Please elaborate on where this particular interpretation is officially stated?
Because I do not have that as a take away from
- NTR [Designed to cause jealousy by having the romantic interest involved with someone other than the MC.]
I tend to apply the same definition of NTR to all media, comic, video, or game. As neither comics or videos have interaction they get tagged as NTR only when the MC feels/expresses said jealousy. I think of games in the same way.
That is part of the problem. It is not
officially stated, hence my choice in wording about people's interpretations. Even some moderators take the same view I do and have tagged games with flashbacks and where the MC has expressly stated they were not jealousy as NTR because the scenes can still cause NTR feelings in a player. You can sometimes see mods even getting into tiffs about it where one mod puts the tag only for another mod to take it down, and then it goes back up again and so on. Games are an
interactive media that is distinctly different from comics and movies and books and other media. One tag that might apply to a comic would not necessarily apply directly and equally to a game and vice-versa.
As an example of the clear difference in the genres, look at the Main Character's death and how they affect the stories. In a movie or novel, the main character dying is usually the end of the story. It is
Shane riding off into the sunset with a bullet in his gut or William Wallace being killed at the end of
Brave Heart. Just google movies where the Main Character dies and you'll find a list of them. It has specific emotional responses and is the climax of the story if not the end moment. In a game the MC can die all the time, how many times does Nathan Drake from Uncharted fall off a cliff and die in a single playthrough? It brings about different emotions in the viewer in each type of media.
Transfer this effect, that the same type of event can illicit different feeling, to a love interest. In a book or movie, the Main Character is an entity all their own, separate from the reader/watcher. They and their love interests will interact how they will, the view/reader has no say. And while the view/reader can empathize when something like NTR happens, they are not actually feeling what the characters are feeling. In a game (a self-insert adult visual novel where you can name the MC even more so) the MC is the player's avatar; they are controlled by the player. Think about
Call of Duty: Modern Warfare 2 and the No Russian mission, does the MC in that mission kill civilians to maintain his cover or not? That is a player choice and affects how the scene and the follow-up moments
feel to the player while in them. Any game on this site, that is not kinetic, allows the player to pick and choice which girls they will go after to some extent. Thus, it is player interest and desire that drives the story by
preceding MC interest and desires, and thus player jealousy that should also be taken into account when a sex scene not involving the MC occurs.

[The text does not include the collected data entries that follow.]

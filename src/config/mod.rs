//! Configuration management subsystem.
//!
//! # Data Flow
//! ```text
//! process environment
//!     → env.rs (read & parse variables)
//!     → validation.rs (semantic checks)
//!     → GatewayConfig (validated, immutable)
//!     → shared via Arc to all subsystems
//! ```
//!
//! # Design Decisions
//! - Config is resolved exactly once at startup; no component reads the
//!   environment afterwards, so tests construct arbitrary configs directly
//! - All fields have defaults to allow an empty environment
//! - Validation separates syntactic (parse) from semantic checks

pub mod env;
pub mod schema;
pub mod validation;

pub use schema::CorsOrigins;
pub use schema::Environment;
pub use schema::GatewayConfig;
pub use schema::UpstreamConfig;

You should also consider that this is not a Japanese site but is using a tag that comes from Japanese culture and been "Americanized" and in the actually meaning of NTR from Japan (and its 4 sub-types in Japanese media) it can apply to all kinds of things that the site uses other tags for. A Japanese term had one meaning, got "Westernized" to have a different meaning, and is now used on F95 with its own meaning; and different interpretations depending on who is moderating the site any given day a game is added.
If you are really interested, then this
Long Ass Essay Explains My Views and the views of many others even more fully.
Even in my post you quoted I said that F95 tags are different from other sites tags. That was the whole point of my post, to try and help the developer be able to share their vision for their game better and reach more players who will enjoy their game by getting a clearer understanding of some people's thoughts and ideas.
I hope that my response to you is helpful in explaining my thoughts and the thoughts of many others that agree with me about the need to consider player feelings when making games and thinking about content and its tags and such.